Their condition is irreversible, and those unable to receive or who are waiting for a kidney transplant must continuously rely on dialysis to clean their blood of toxins.

Researchers at Brigham and Women's hospital in Boston, wanted to know if where the kidney dialysis patients called home -- particularly, the altitude at which they lived -- could have an effect on their mortality rate.

"Certain factors that respond to high altitude, to low oxygen exposure essentially, these factors that are activated under low oxygen circumstances may have beneficial effects," said Dr. Wolfgang Winkelmayer.

Which includes stimulating failing kidneys to make and maintain the supply of an important hormone called, erythropoietin.

"Which then in turns increases the formation of new red blood cells.

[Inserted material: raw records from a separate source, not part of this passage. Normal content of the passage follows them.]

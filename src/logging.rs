//! §10.2 — Drop-triggered batch/command logging, mirroring sqlx-core's own
//! `QueryLogger` (`sqlx-core/src/logger.rs`): accumulate stats while the
//! batch runs, emit one summary line when the logger is dropped rather than
//! logging eagerly at each step, and escalate the log level once execution
//! takes longer than a threshold.

use std::time::{Duration, Instant};

use log::Level;

const SLOW_BATCH_THRESHOLD: Duration = Duration::from_millis(1000);

/// Accumulates per-batch stats and logs a single summary line on drop.
/// Constructed at the top of `Batch::execute_reader`/`execute_non_query` and
/// left to fall out of scope when the call returns.
pub(crate) struct BatchLogger {
    sql_summary: String,
    start: Instant,
    commands: usize,
    rows_returned: u64,
    rows_affected: u64,
}

impl BatchLogger {
    pub(crate) fn new(sql_summary: String) -> Self {
        BatchLogger {
            sql_summary,
            start: Instant::now(),
            commands: 0,
            rows_returned: 0,
            rows_affected: 0,
        }
    }

    pub(crate) fn increment_command(&mut self) {
        self.commands += 1;
    }

    pub(crate) fn add_rows_returned(&mut self, rows: u64) {
        self.rows_returned += rows;
    }

    pub(crate) fn add_rows_affected(&mut self, rows: u64) {
        self.rows_affected += rows;
    }
}

impl Drop for BatchLogger {
    fn drop(&mut self) {
        let elapsed = self.start.elapsed();
        let level = if elapsed >= SLOW_BATCH_THRESHOLD {
            Level::Warn
        } else {
            Level::Debug
        };

        log::log!(
            level,
            "{}; commands: {}, rows returned: {}, rows affected: {}, elapsed: {:?}{}",
            self.sql_summary,
            self.commands,
            self.rows_returned,
            self.rows_affected,
            elapsed,
            if level == Level::Warn { " (slow batch)" } else { "" },
        );
    }
}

If there are more red blood cells, there is more oxygen available for tissues to function," said Winkelmayer.

The study, published in the Journal of the American Medical Association (JAMA), reviewed over 800,000 patient files from across the United States renal data system.

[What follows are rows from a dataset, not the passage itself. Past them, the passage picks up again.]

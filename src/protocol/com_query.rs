use crate::error::BatchResult;
use crate::io::PayloadWriter;
use crate::protocol::COM_QUERY;

/// Writes a COM_QUERY payload: the opcode followed by the raw UTF-8 SQL text.
/// https://dev.mysql.com/doc/dev/mysql-server/8.0.12/page_protocol_com_query.html
pub fn encode_com_query(writer: &mut PayloadWriter, sql: &str) -> BatchResult<()> {
    writer.write_u8(COM_QUERY)?;
    writer.write(sql.as_bytes())
}
//! Wire-level opcodes and payload encoders for the three command shapes this
//! core produces: COM_QUERY, COM_STMT_EXECUTE, and the COM_MULTI framing
//! wrapper.

mod com_query;
mod com_stmt_execute;

pub use com_query::encode_com_query;
pub use com_stmt_execute::encode_com_stmt_execute;

/// https://dev.mysql.com/doc/dev/mysql-server/8.0.12/page_protocol_com_query.html
pub const COM_QUERY: u8 = 0x03;

/// https://dev.mysql.com/doc/dev/mysql-server/8.0.12/page_protocol_com_stmt_prepare.html
pub const COM_STMT_PREPARE: u8 = 0x16;

/// https://dev.mysql.com/doc/dev/mysql-server/8.0.12/page_protocol_com_stmt_execute.html
pub const COM_STMT_EXECUTE: u8 = 0x17;

/// MariaDB bulk-execution extension (`CommandKind.Multi`). Not a real
/// upstream MySQL opcode; see `original_source` for provenance — this core
/// treats it as an opaque tag byte it must reproduce bit-exactly.
pub const COM_MULTI: u8 = 0x1e;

Patients were classified into 5 altitude groups based on their residential addresses. The results confirmed what the researchers predicted: mortality rates dropped as altitudes increased.

"Kidney disease patients who started dialysis at high altitudes, that is above 6000 feet above sea level, had a 15 per cent lower mortality rate compared to very similar patients who started dialysis at or approximately at sea level," said Dr. Winkelmayer.

So for patients with end-stage renal disease, living higher up might just mean living longer.